◆ **REQUIRED ACTION**: Track down every line below that holds "remaining" and copy it.
====
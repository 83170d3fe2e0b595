//! GraphQL client with sequential pagination.

use std::time::Duration;

use async_trait::async_trait;
use serde::Serialize;
use serde::de::DeserializeOwned;
use serde_json::{Map, Value, json};

use crate::application::ports::{SubgraphError, SubgraphPort, TransferQuery};
use crate::domain::market::{Balance, Listing, Transfer};
use crate::observability;

use super::queries;
use super::wire::{BalanceWire, GraphQlResponse, ItemWire, ListingWire, TransferWire};

/// Rows requested per page.
pub const PAGE_SIZE: usize = 1000;

/// GraphQL request body.
#[derive(Debug, Serialize)]
struct GraphQlRequest<'a> {
    query: &'a str,
    variables: Value,
}

/// Subgraph adapter over HTTP.
///
/// Pagination is sequential: pages are awaited one at a time so the
/// accumulated order matches the index order. Any page failing aborts
/// the whole fetch and discards partial results; there is no retry.
#[derive(Debug, Clone)]
pub struct SubgraphClient {
    http: reqwest::Client,
    url: String,
}

impl SubgraphClient {
    /// Create a new client against `url` with the given timeout.
    pub fn new(url: impl Into<String>, timeout: Duration) -> Result<Self, SubgraphError> {
        let http = reqwest::Client::builder()
            .timeout(timeout)
            .build()
            .map_err(|e| SubgraphError::Upstream(e.to_string()))?;

        Ok(Self {
            http,
            url: url.into(),
        })
    }

    /// Execute one GraphQL request and return the `data` payload.
    async fn execute(&self, query: &str, variables: Value) -> Result<Value, SubgraphError> {
        let request = GraphQlRequest { query, variables };

        let response = self
            .http
            .post(&self.url)
            .json(&request)
            .send()
            .await
            .map_err(|e| SubgraphError::Upstream(e.to_string()))?;

        let status = response.status();
        if !status.is_success() {
            return Err(SubgraphError::Upstream(format!(
                "subgraph returned HTTP {status}"
            )));
        }

        let envelope: GraphQlResponse = response
            .json()
            .await
            .map_err(|e| SubgraphError::Decode(e.to_string()))?;

        if let Some(errors) = envelope.errors {
            let messages: Vec<String> = errors.into_iter().map(|e| e.message).collect();
            return Err(SubgraphError::Query(messages.join("; ")));
        }

        envelope
            .data
            .ok_or_else(|| SubgraphError::Decode("response carried no data".to_string()))
    }

    /// Fetch every row of `root`, paging until a short page.
    ///
    /// `max` caps the total rows fetched; `None` pages through the
    /// full matching set. Pages are concatenated in index order.
    async fn fetch_all<W: DeserializeOwned>(
        &self,
        query: &str,
        root: &str,
        base_variables: Map<String, Value>,
        max: Option<usize>,
    ) -> Result<Vec<W>, SubgraphError> {
        let mut rows: Vec<W> = Vec::new();
        let mut skip = 0usize;
        let mut pages = 0u64;

        loop {
            let first = match max {
                Some(max) => {
                    let remaining = max.saturating_sub(rows.len());
                    if remaining == 0 {
                        break;
                    }
                    remaining.min(PAGE_SIZE)
                }
                None => PAGE_SIZE,
            };

            let mut variables = base_variables.clone();
            variables.insert("first".to_string(), json!(first));
            variables.insert("skip".to_string(), json!(skip));

            let data = self.execute(query, Value::Object(variables)).await?;
            let page_value = data.get(root).cloned().unwrap_or_else(|| json!([]));
            let page: Vec<W> = serde_json::from_value(page_value)
                .map_err(|e| SubgraphError::Decode(format!("{root}: {e}")))?;

            let page_len = page.len();
            rows.extend(page);
            skip += page_len;
            pages += 1;

            // A short page means the index is exhausted.
            if page_len < first {
                break;
            }
        }

        observability::record_subgraph_fetch(root, pages, rows.len());
        Ok(rows)
    }
}

#[async_trait]
impl SubgraphPort for SubgraphClient {
    async fn item_ids(&self) -> Result<Vec<String>, SubgraphError> {
        let items: Vec<ItemWire> = self
            .fetch_all(queries::ITEMS_QUERY, queries::ITEMS_ROOT, Map::new(), None)
            .await?;

        Ok(items.into_iter().map(|item| item.id).collect())
    }

    async fn transfers(&self, query: TransferQuery) -> Result<Vec<Transfer>, SubgraphError> {
        let document = queries::transfers_query(&query);

        let mut variables = Map::new();
        if let Some(item_id) = &query.item_id {
            variables.insert("item".to_string(), json!(item_id));
        }
        if let Some(since) = query.since {
            variables.insert("since".to_string(), json!(since));
        }
        if let Some(until) = query.until {
            variables.insert("until".to_string(), json!(until));
        }

        let rows: Vec<TransferWire> = self
            .fetch_all(&document, queries::TRANSFERS_ROOT, variables, query.limit)
            .await?;

        rows.into_iter().map(Transfer::try_from).collect()
    }

    async fn listings(&self, item_id: &str) -> Result<Vec<Listing>, SubgraphError> {
        let mut variables = Map::new();
        variables.insert("item".to_string(), json!(item_id));

        let rows: Vec<ListingWire> = self
            .fetch_all(
                queries::LISTINGS_QUERY,
                queries::LISTINGS_ROOT,
                variables,
                None,
            )
            .await?;

        rows.into_iter().map(Listing::try_from).collect()
    }

    async fn balance(&self, user: &str, item_id: &str) -> Result<Option<Balance>, SubgraphError> {
        let variables = json!({ "user": user, "item": item_id });

        let data = self.execute(queries::BALANCE_QUERY, variables).await?;
        let rows_value = data
            .get(queries::BALANCES_ROOT)
            .cloned()
            .unwrap_or_else(|| json!([]));
        let rows: Vec<BalanceWire> = serde_json::from_value(rows_value)
            .map_err(|e| SubgraphError::Decode(format!("{}: {e}", queries::BALANCES_ROOT)))?;

        rows.into_iter().next().map(Balance::try_from).transpose()
    }
}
====
◆ **EXERCISE OUTPUT**:
                    let remaining = max.saturating_sub(rows.len());
                    if remaining == 0 {
                    remaining.min(PAGE_SIZE)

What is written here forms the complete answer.